Così mio padre, col dono ricevuto, radunò i suoi amici di buona forchetta in una locanda a godersi la zuppa d’anitra. Era una sera in cui nevicava forte e mia madre e l’altra sorella rifiutarono di andarci. Così solo io saltai sulla macchina con lui. Davanti al pentolone della zuppa d’anitra, nel brodo di miso leggermente dolciastro, con l’aggiunta di zenzero e verdure appositamente tagliate grosse, le nostre chiacchiere non si esaurivano mai. Anche mio padre, con le guance rosse per il brodo bollente dell’anitra e per i bicchierini di saké che tracannava uno dopo l’altro, ne diceva di tutti i colori. Tuttavia, con gli amici, lui non si lasciò sfuggire nemmeno una parola sul suo nuovo amico e su dove avesse preso queste anitre. Al ritorno era felicissimo. Guidando la macchina cantava. Ma all’improvviso fece uno strano verso.
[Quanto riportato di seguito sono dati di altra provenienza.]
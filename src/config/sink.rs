//! Telemetry sink configuration.

use std::path::Path;
use std::time::Duration;

use serde::{Deserialize, Serialize};
use strum_macros::{AsRefStr, Display, EnumString};

use super::validation::{ConfigError, expand_env_vars};
use crate::storage::DEFAULT_MEASUREMENT;

/// Default InfluxDB HTTP port.
pub const DEFAULT_INFLUX_PORT: u16 = 8086;

/// Default sink request timeout.
pub const DEFAULT_SINK_TIMEOUT: Duration = Duration::from_secs(10);

fn default_host() -> String {
    "localhost".to_string()
}

fn default_port() -> u16 {
    DEFAULT_INFLUX_PORT
}

fn default_timeout() -> Duration {
    DEFAULT_SINK_TIMEOUT
}

fn default_measurement() -> String {
    DEFAULT_MEASUREMENT.to_string()
}

/// Sink backend.
#[derive(
    Debug,
    Clone,
    Copy,
    Default,
    PartialEq,
    Eq,
    Serialize,
    Deserialize,
    EnumString,
    Display,
    AsRefStr,
)]
#[serde(rename_all = "lowercase")]
#[strum(serialize_all = "lowercase", ascii_case_insensitive)]
pub enum SinkDriver {
    /// InfluxDB 1.x HTTP write API.
    #[default]
    Influxdb,
    /// Local SQLite file (`dbname` is the file path).
    Sqlite,
}

/// Sink configuration, read once at startup.
#[derive(Debug, Clone, Serialize, Deserialize)]
pub struct SinkConfig {
    /// Backend (default: influxdb).
    #[serde(default)]
    pub driver: SinkDriver,

    /// Server host (default: "localhost").
    #[serde(default = "default_host")]
    pub host: String,

    /// Server port (default: 8086).
    #[serde(default = "default_port")]
    pub port: u16,

    /// User name, forwarded as-is (may be empty).
    #[serde(default)]
    pub user: String,

    /// Password, forwarded as-is (may be empty).
    #[serde(default)]
    pub password: String,

    /// Database name, or file path for SQLite.
    pub dbname: String,

    /// Write request timeout (default: 10s).
    #[serde(default = "default_timeout", with = "humantime_serde")]
    pub timeout: Duration,

    /// Measurement name for every entry (default: "energy").
    #[serde(default = "default_measurement")]
    pub measurement: String,
}

impl SinkConfig {
    /// Create an InfluxDB sink configuration with defaults.
    pub fn influxdb(host: impl Into<String>, port: u16, dbname: impl Into<String>) -> Self {
        Self {
            driver: SinkDriver::Influxdb,
            host: host.into(),
            port,
            user: String::new(),
            password: String::new(),
            dbname: dbname.into(),
            timeout: DEFAULT_SINK_TIMEOUT,
            measurement: default_measurement(),
        }
    }

    /// Create a SQLite sink configuration.
    pub fn sqlite(path: impl Into<String>) -> Self {
        Self {
            driver: SinkDriver::Sqlite,
            ..Self::influxdb(default_host(), DEFAULT_INFLUX_PORT, path)
        }
    }

    /// Set credentials.
    pub fn with_credentials(mut self, user: impl Into<String>, password: impl Into<String>) -> Self {
        self.user = user.into();
        self.password = password.into();
        self
    }

    /// Load configuration from a YAML file.
    ///
    /// `${VAR}` / `${VAR:-default}` references are expanded before parsing.
    ///
    /// # Errors
    /// Returns `ConfigError` if the file cannot be read, parsed, or validated.
    pub fn load(path: impl AsRef<Path>) -> Result<Self, ConfigError> {
        let path = path.as_ref();
        let content = std::fs::read_to_string(path).map_err(|e| match e.kind() {
            std::io::ErrorKind::NotFound => ConfigError::Missing(path.display().to_string()),
            _ => e.into(),
        })?;
        Self::parse(&content)
    }

    /// Parse configuration from YAML text.
    pub fn parse(content: &str) -> Result<Self, ConfigError> {
        let config: Self = serde_yaml::from_str(&expand_env_vars(content))?;
        config.validate()?;
        Ok(config)
    }

    /// Validate configuration values.
    ///
    /// # Errors
    /// Returns `ConfigError::ValidationError` if any field is invalid.
    pub fn validate(&self) -> Result<(), ConfigError> {
        if self.dbname.trim().is_empty() {
            return Err(ConfigError::ValidationError(
                "sink dbname must not be empty".to_string(),
            ));
        }

        if self.measurement.trim().is_empty() {
            return Err(ConfigError::ValidationError(
                "sink measurement must not be empty".to_string(),
            ));
        }

        if self.driver == SinkDriver::Influxdb {
            if self.host.trim().is_empty() {
                return Err(ConfigError::ValidationError(
                    "sink host must not be empty".to_string(),
                ));
            }
            if self.port == 0 {
                return Err(ConfigError::ValidationError(
                    "sink port must be non-zero".to_string(),
                ));
            }
            if self.timeout.is_zero() {
                return Err(ConfigError::ValidationError(
                    "sink timeout must be positive".to_string(),
                ));
            }
        }

        Ok(())
    }
}
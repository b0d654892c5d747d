//! Scripted in-memory bus used in tests and dry runs.

use std::collections::{HashMap, VecDeque};
use std::time::Duration;

use super::transport::{BusTransport, SerialSettings, TransportError};

/// One scripted answer to a register read.
#[derive(Debug, Clone, PartialEq)]
pub enum ScriptedRead {
    /// Successful read.
    Value(f32),
    /// Response timed out.
    Timeout,
    /// Corrupt frame.
    Malformed,
    /// Undecodable payload.
    Decode,
    /// Low-level I/O error.
    Io,
    /// Modbus exception from the slave.
    Exception(u8),
    /// Port failure.
    PortFailure,
}

impl ScriptedRead {
    fn into_result(self, timeout: Duration) -> Result<f32, TransportError> {
        match self {
            Self::Value(v) => Ok(v),
            Self::Timeout => Err(TransportError::Timeout(timeout)),
            Self::Malformed => Err(TransportError::Malformed("scripted crc mismatch".into())),
            Self::Decode => Err(TransportError::Decode("scripted non-finite value".into())),
            Self::Io => Err(TransportError::Io(std::io::Error::new(
                std::io::ErrorKind::BrokenPipe,
                "scripted i/o error",
            ))),
            Self::Exception(code) => Err(TransportError::Exception { code }),
            Self::PortFailure => Err(TransportError::Serial("scripted port failure".into())),
        }
    }
}

/// In-memory bus answering reads from a per-(slave, register) script.
///
/// Scripted answers are consumed in order; once a queue is empty the last
/// answer keeps repeating. Registers without any script time out.
#[derive(Debug, Default)]
pub struct FakeBus {
    script: HashMap<(u8, u16), VecDeque<ScriptedRead>>,
    settings: Option<SerialSettings>,
    slave: u8,
    configured: Vec<(u8, SerialSettings)>,
    reads: Vec<(u8, u16)>,
    fail_configure: bool,
}

impl FakeBus {
    pub fn new() -> Self {
        Self::default()
    }

    /// Queue answers for `register` on `slave`.
    pub fn script(
        mut self,
        slave: u8,
        register: u16,
        answers: impl IntoIterator<Item = ScriptedRead>,
    ) -> Self {
        self.script
            .entry((slave, register))
            .or_default()
            .extend(answers);
        self
    }

    /// Always answer `value` for `register` on `slave`.
    pub fn with_value(self, slave: u8, register: u16, value: f32) -> Self {
        self.script(slave, register, [ScriptedRead::Value(value)])
    }

    /// Make every `configure` call fail.
    pub fn with_configure_failure(mut self) -> Self {
        self.fail_configure = true;
        self
    }

    /// Every `(slave, settings)` pair applied, in order.
    ///
    /// The slave is the one selected *after* the settings were applied.
    pub fn configured(&self) -> &[(u8, SerialSettings)] {
        &self.configured
    }

    /// Every `(slave, register)` read attempted, in order.
    pub fn reads(&self) -> &[(u8, u16)] {
        &self.reads
    }

    /// Number of read attempts against one register.
    pub fn read_count(&self, slave: u8, register: u16) -> usize {
        self.reads
            .iter()
            .filter(|&&read| read == (slave, register))
            .count()
    }

    fn next_answer(&mut self, register: u16) -> ScriptedRead {
        match self.script.get_mut(&(self.slave, register)) {
            Some(queue) if queue.len() > 1 => queue.pop_front().unwrap_or(ScriptedRead::Timeout),
            Some(queue) => queue.front().cloned().unwrap_or(ScriptedRead::Timeout),
            None => ScriptedRead::Timeout,
        }
    }
}

#[async_trait::async_trait]
impl BusTransport for FakeBus {
    fn configure(&mut self, settings: &SerialSettings) -> Result<(), TransportError> {
        if self.fail_configure {
            return Err(TransportError::Serial("scripted configure failure".into()));
        }
        self.settings = Some(settings.clone());
        Ok(())
    }

    fn set_slave(&mut self, address: u8) {
        self.slave = address;
        if let Some(settings) = &self.settings {
            self.configured.push((address, settings.clone()));
        }
    }

    async fn read_float(&mut self, register: u16) -> Result<f32, TransportError> {
        self.reads.push((self.slave, register));
        let timeout = self
            .settings
            .as_ref()
            .map(|s| s.timeout)
            .unwrap_or_default();
        self.next_answer(register).into_result(timeout)
    }
}

#[cfg(test)]
mod tests {
    use super::*;
    use crate::bus::Parity;

    fn settings() -> SerialSettings {
        SerialSettings {
            baud_rate: 9600,
            data_bits: 8,
            parity: Parity::Even,
            stop_bits: 1,
            timeout: Duration::from_millis(500),
        }
    }

    #[tokio::test]
    async fn test_script_consumed_then_last_repeats() {
        let mut bus = FakeBus::new().script(
            1,
            100,
            [ScriptedRead::Timeout, ScriptedRead::Value(1.0), ScriptedRead::Value(2.0)],
        );
        bus.configure(&settings()).unwrap();
        bus.set_slave(1);

        assert!(matches!(
            bus.read_float(100).await,
            Err(TransportError::Timeout(_))
        ));
        assert_eq!(bus.read_float(100).await.unwrap(), 1.0);
        assert_eq!(bus.read_float(100).await.unwrap(), 2.0);
        assert_eq!(bus.read_float(100).await.unwrap(), 2.0);
        assert_eq!(bus.read_count(1, 100), 4);
    }

    #[tokio::test]
    async fn test_unscripted_register_times_out() {
        let mut bus = FakeBus::new().with_value(1, 100, 5.0);
        bus.configure(&settings()).unwrap();
        bus.set_slave(2);

        assert!(matches!(
            bus.read_float(100).await,
            Err(TransportError::Timeout(t)) if t == Duration::from_millis(500)
        ));
        assert_eq!(bus.configured().len(), 1);
        assert_eq!(bus.configured()[0].0, 2);
    }

    #[test]
    fn test_configure_failure() {
        let mut bus = FakeBus::new().with_configure_failure();
        assert!(matches!(
            bus.configure(&settings()),
            Err(TransportError::Serial(_))
        ));
    }
}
O per la sua ubriachezza o per l’aria gelida di quella sera, il freno della macchina smise di funzionare e il volante andò fuori controllo e inevitabilmente stavamo andando a finire contro un muro.
Anch’io gridai di disperazione. La Jeep di mio padre, grazie al nostro benigno destino, venne frenata dalla neve ammucchiata dallo spartineve e si fermò un mezzo metro prima del muro.
Nonostante lo yakuza, l’unica a correre un rischio mortale ero stata io!